Call: ERC-2016-STG Project Reference: 716092 Principal Investigator: Thom Laepple Host Institution: Alfred-Wegener-Institut Helmholtz-Zentrum für Polar- und Meeresforschung
I will determine and use the space-time structure of climate change from years to millennia to test climate models, fundamentally improve the understanding of climate variability and provide a stronger basis for the quantitative use of paleoclimate records. The instrumental record is only a snapshot of our climate record. Two recent advances allow a deeper use of the paleo-record: 1.increased availability and number of paleoclimate records, 2.major advances in the understanding of climate proxies. In a recent PNAS paper, we showed that consistent estimates of regional temperature variability across instruments and proxies can now be obtained by inverting the process by which nature is sampled by proxies.

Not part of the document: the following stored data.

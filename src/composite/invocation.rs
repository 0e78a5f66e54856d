use std::ffi::OsString;
use std::fmt;
use std::path::PathBuf;

/// Tile layout as `columns x rows`
#[derive(Debug, Clone, Copy, PartialEq, Eq)]
pub struct TileGrid {
    pub columns: u32,
    pub rows: u32,
}

impl fmt::Display for TileGrid {
    fn fmt(&self, f: &mut fmt::Formatter<'_>) -> fmt::Result {
        write!(f, "{}x{}", self.columns, self.rows)
    }
}

/// Size and offset of each cell as `WxH+X+Y`
#[derive(Debug, Clone, Copy, PartialEq, Eq)]
pub struct CellGeometry {
    pub width: u32,
    pub height: u32,
    pub offset_x: u32,
    pub offset_y: u32,
}

impl CellGeometry {
    pub fn new(width: u32, height: u32) -> Self {
        Self {
            width,
            height,
            offset_x: 0,
            offset_y: 0,
        }
    }
}

impl fmt::Display for CellGeometry {
    fn fmt(&self, f: &mut fmt::Formatter<'_>) -> fmt::Result {
        write!(
            f,
            "{}x{}+{}+{}",
            self.width, self.height, self.offset_x, self.offset_y
        )
    }
}

/// One call of the external tiling tool.
///
/// Inputs are an explicit ordered list; nothing is ever expanded from a
/// wildcard, so the tile order is exactly the order of `inputs`.
#[derive(Debug, Clone, PartialEq, Eq)]
pub struct TileInvocation {
    pub inputs: Vec<PathBuf>,
    pub grid: TileGrid,
    pub geometry: CellGeometry,
    pub transparent: bool,
    pub output: PathBuf,
}

impl TileInvocation {
    /// Argument list in `montage` order: background, tile, geometry, inputs, output.
    pub fn to_args(&self) -> Vec<OsString> {
        let mut args: Vec<OsString> = Vec::with_capacity(self.inputs.len() + 7);

        if self.transparent {
            args.push("-background".into());
            args.push("none".into());
        }
        args.push("-tile".into());
        args.push(self.grid.to_string().into());
        args.push("-geometry".into());
        args.push(self.geometry.to_string().into());
        args.extend(self.inputs.iter().map(|p| p.as_os_str().to_os_string()));
        args.push(self.output.as_os_str().to_os_string());

        args
    }
}

#[cfg(test)]
mod tests {
    use super::*;

    #[test]
    fn test_argument_order() {
        let invocation = TileInvocation {
            inputs: vec![PathBuf::from("a b/0001.png"), PathBuf::from("a b/0002.png")],
            grid: TileGrid {
                columns: 2,
                rows: 1,
            },
            geometry: CellGeometry::new(64, 32),
            transparent: true,
            output: PathBuf::from("out/Walk_N.png"),
        };

        let args: Vec<_> = invocation
            .to_args()
            .into_iter()
            .map(|a| a.to_string_lossy().into_owned())
            .collect();
        assert_eq!(
            args,
            [
                "-background",
                "none",
                "-tile",
                "2x1",
                "-geometry",
                "64x32+0+0",
                "a b/0001.png",
                "a b/0002.png",
                "out/Walk_N.png",
            ]
        );
    }

    #[test]
    fn test_opaque_omits_background() {
        let invocation = TileInvocation {
            inputs: vec![PathBuf::from("x.png")],
            grid: TileGrid {
                columns: 1,
                rows: 1,
            },
            geometry: CellGeometry::new(8, 8),
            transparent: false,
            output: PathBuf::from("y.png"),
        };
        assert_eq!(invocation.to_args()[0], OsString::from("-tile"));
    }
}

Empirical evidence and physics suggest an intrinsic link between time scale and the associated spatial scale of climate variations: While fast variations such as weather are regional, glacial-interglacial cycles appear to be globally coherent. I will quantify this presumed tendency of the climate system to reduce its degrees of freedom on longer time scales and use it to constrain the sparse, noisy and at times contradictory evidence of past climate changes. By systematically analyzing instrumental and paleo-records, I will
determine the space-time structure of climate changes on annual to millennial time scales. This provides the prerequisite for mapping past climate changes and will allow me to confront climate models with robust estimates of climate variability across spatial scales;
provide a clearer separation of internal and external forced climate variability, by leveraging their distinct space-time structures;
examine the past relationship between mean-state and climate variability to predict how variability will change in a warmer future.
This will provide a key step forward to transform paleoclimate science from describing data to using the data as a quantitative test for models and system understanding in order to see more clearly into the future.